Aytose Group

Software Assurance Maturity Model (SAMM):
A Prescriptive Roadmap for Security

Research Brief

The Software Assurance Maturity Model (SAMM) is an open-source framework designed to help organizations formulate and implement a strategy for software security that is tailored to the specific risks facing their business.

Unlike observational models that simply benchmark what others are doing, SAMM is fundamentally prescriptive. It provides a logical, step-by-step roadmap for organizations of any size to build, measure, and improve a secure software development lifecycle (SSDLC) from the ground up.

💡 What is OWASP SAMM?

Maintained by the Open Worldwide Application Security Project (OWASP), SAMM was built with flexibility and scalability in mind. It recognizes that there is no single "right" way to do application security; what works for a massive financial institution will not work for an agile startup.

Key Characteristics of SAMM:

  • Prescriptive and Actionable: SAMM tells you exactly what steps you can take to improve your security posture, acting as a blueprint for program creation.
  • Technology and Process Agnostic: The framework applies equally well whether you use Waterfall, Agile, DevOps, or CI/CD pipelines.
  • Iterative Improvement: SAMM is designed to be implemented in phases, allowing organizations to demonstrate continuous, measurable improvement over time.
  • Open Source and Accessible: The entire model, including assessment tools and implementation guides, is freely available to the public.

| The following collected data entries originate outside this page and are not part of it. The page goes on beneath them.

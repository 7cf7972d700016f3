//! PostgreSQL test infrastructure
//!
//! Provides a `TestDatabase` helper that creates a PostgreSQL container for testing.
//! The schema is left to the code under test.

use database::postgres::PostgresConfig;
use sea_orm::{ConnectionTrait, Database, DatabaseConnection};
use testcontainers::runners::AsyncRunner;
use testcontainers::{ContainerAsync, ImageExt};
use testcontainers_modules::postgres::Postgres;

const USER: &str = "postgres";
const PASSWORD: &str = "postgres";
const DATABASE: &str = "postgres";

/// Test database wrapper that ensures proper cleanup
///
/// The container is automatically stopped and removed when this struct is dropped.
pub struct TestDatabase {
    #[allow(dead_code)]
    container: ContainerAsync<Postgres>,
    pub connection: DatabaseConnection,
    pub port: u16,
}

impl TestDatabase {
    /// Start a fresh PostgreSQL container and connect to it
    ///
    /// # Example
    ///
    /// ```no_run
    /// use test_utils::TestDatabase;
    ///
    /// # async fn example() {
    /// let db = TestDatabase::new().await;
    /// // Use db.connection() to create your repository
    /// # }
    /// ```
    pub async fn new() -> Self {
        let postgres = Postgres::default().with_tag("18-alpine");

        let container = postgres
            .start()
            .await
            .expect("Failed to start Postgres container");

        let port = container
            .get_host_port_ipv4(5432)
            .await
            .expect("Failed to get host port");

        let connection = Database::connect(Self::build_config(port).into_connect_options())
            .await
            .expect("Failed to connect to test database");

        tracing::info!(port, "Test database ready (Postgres 18)");

        Self {
            container,
            connection,
            port,
        }
    }

    fn build_config(port: u16) -> PostgresConfig {
        let mut config = PostgresConfig::new("127.0.0.1", port, USER, PASSWORD, DATABASE);
        config.sqlx_logging = false;
        config
    }

    /// Connection settings pointing at this container
    pub fn config(&self) -> PostgresConfig {
        Self::build_config(self.port)
    }

    /// Get a cloned connection (useful for passing to repositories)
    pub fn connection(&self) -> DatabaseConnection {
        self.connection.clone()
    }

    /// Drop a table if it exists, for tests that need a clean slate
    pub async fn drop_table(&self, table: &str) {
        self.connection
            .execute_unprepared(&format!("DROP TABLE IF EXISTS {}", table))
            .await
            .expect("Failed to drop table");
    }
}

// Container is automatically cleaned up when TestDatabase is dropped
impl Drop for TestDatabase {
    fn drop(&mut self) {
        tracing::debug!("Cleaning up test database container");
    }
}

🏗️ The SAMM v2 Structure: Business Functions and Practices

SAMM v2 organizes the software development lifecycle into 5 overarching Business Functions, each containing 3 specific Security Practices. This creates a matrix of 15 core practices that cover the entirety of software security.

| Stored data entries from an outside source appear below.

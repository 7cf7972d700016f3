//! JSON body extractor that reports every rejection as a 400.

use crate::errors::AppError;
use axum::{
    extract::{FromRequest, Json, Request},
    response::{IntoResponse, Response},
};
use serde::de::DeserializeOwned;

/// JSON extractor with a uniform 400 rejection.
///
/// Plain `axum::Json` answers 415 for a missing `Content-Type` and 422 for a
/// body that parses but does not fit the target type. Services here treat all
/// of those as a malformed request, so the rejection is routed through
/// [`AppError::JsonExtractorRejection`], which always renders 400. Since the
/// handler only runs after extraction succeeds, a bad body can never reach it.
///
/// # Example
/// ```ignore
/// use axum::Router;
/// use axum::routing::post;
/// use axum_helpers::extractors::JsonBody;
/// use serde::Deserialize;
///
/// #[derive(Deserialize)]
/// struct CreateItem {
///     name: String,
///     description: String,
/// }
///
/// async fn create_item(JsonBody(payload): JsonBody<CreateItem>) -> String {
///     format!("Creating item: {}", payload.name)
/// }
///
/// let app = Router::new().route("/items", post(create_item));
/// ```
pub struct JsonBody<T>(pub T);

impl<T, S> FromRequest<S> for JsonBody<T>
where
    T: DeserializeOwned,
    S: Send + Sync,
{
    type Rejection = Response;

    async fn from_request(req: Request, state: &S) -> Result<Self, Self::Rejection> {
        let Json(data) = Json::<T>::from_request(req, state)
            .await
            .map_err(|e| AppError::from(e).into_response())?;

        Ok(JsonBody(data))
    }
}
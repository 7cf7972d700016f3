//! Items API routes
//!
//! This module wires up the items domain to HTTP routes.

use axum::Router;
use domain_items::{ItemService, PgItemRepository, handlers};

use crate::state::AppState;

/// Create items router
pub fn router(state: &AppState) -> Router {
    let repository = PgItemRepository::new(state.db.clone());
    let service = ItemService::new(repository);

    handlers::router(service)
}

Business Function Security Practices
1. Governance Strategy & Metrics, Policy & Compliance, Education & Guidance
2. Design Threat Assessment, Security Requirements, Security Architecture
3. Implementation Secure Build, Secure Deployment, Defect Management
4. Verification Architecture Assessment, Requirements Testing, Security Testing
5. Operations Incident Management, Environment Management, Operational Management

📈 Measuring Progress: Maturity Levels

For each of the 15 Security Practices, SAMM defines objective criteria to measure an organization's maturity on a scale of 0 to 3. This allows teams to assess exactly where they stand and what is required to reach the next tier.

  • Maturity Level 0 (Implicit): The starting point. The practice is either unfulfilled or performed in an ad-hoc, inconsistent manner.
  • Maturity Level 1 (Initial): Basic understanding and ad-hoc provision of the practice. The goal is to establish initial capabilities.
  • Maturity Level 2 (Structured): The practice is standardized, documented, and consistently applied across the organization. Efficiency and effectiveness are improving.
  • Maturity Level 3 (Optimized): The practice is highly mature, automated where possible, integrated deeply into the culture, and continuously improved through feedback loops.

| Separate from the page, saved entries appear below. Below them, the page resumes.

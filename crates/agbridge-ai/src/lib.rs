//! Wire-protocol layer for agbridge.
//!
//! Holds the forward (content-block) message model, translation into the
//! user/model parts protocol, tool hardening, streamed-response conversion,
//! and the HTTP client that ties them together.
mod gemini;
mod hardening;
mod retry;
mod stream;
mod translate;
mod types;

pub use gemini::{build_generate_content_body, GeminiClient, GeminiConfig, GenerateRequest};
pub use hardening::{
    forbid_additional_properties, namespace_tool, prepend_system_fragment, sign_tool,
    strip_namespace, tool_signature, verify_tool_signature, ToolHardening,
    TOOL_NAMESPACE_PREFIX, TOOL_USE_SYSTEM_FRAGMENT,
};
pub use stream::{
    convert_stream, StreamDelta, StreamErrorBody, StreamEvent, StreamTranslator,
    DEFAULT_STREAM_QUEUE_CAPACITY, MAX_STREAM_RECORD_BYTES, STREAM_END_SENTINEL,
};
pub use translate::{
    from_gemini, strip_reasoning, to_gemini, translate_system, FunctionCall, FunctionResponse,
    GeminiContent, GeminiConversation, GeminiPart, GeminiRole, SystemInstruction,
};
pub use types::{BridgeAiError, ContentBlock, Message, MessageRole, ToolDefinition};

Crucial Context: Reaching Level 3 across all practices is rarely the goal. A proper SAMM implementation defines a target maturity score based on the organization's unique risk profile and resources, often aiming for a blend of Level 1s and 2s in early phases.

⭐ Conclusion and Next Steps

OWASP SAMM is the premier framework for organizations looking for a clear, actionable path to building a software security program. By offering a standardized way to assess current capabilities and prescribe future improvements, SAMM allows security leaders to justify budgets, track progress, and systematically reduce software risk.

Because it is open-source and highly adaptable, SAMM serves as an ideal foundational framework before an organization is ready for the intense, peer-benchmarking scrutiny of models like BSIMM.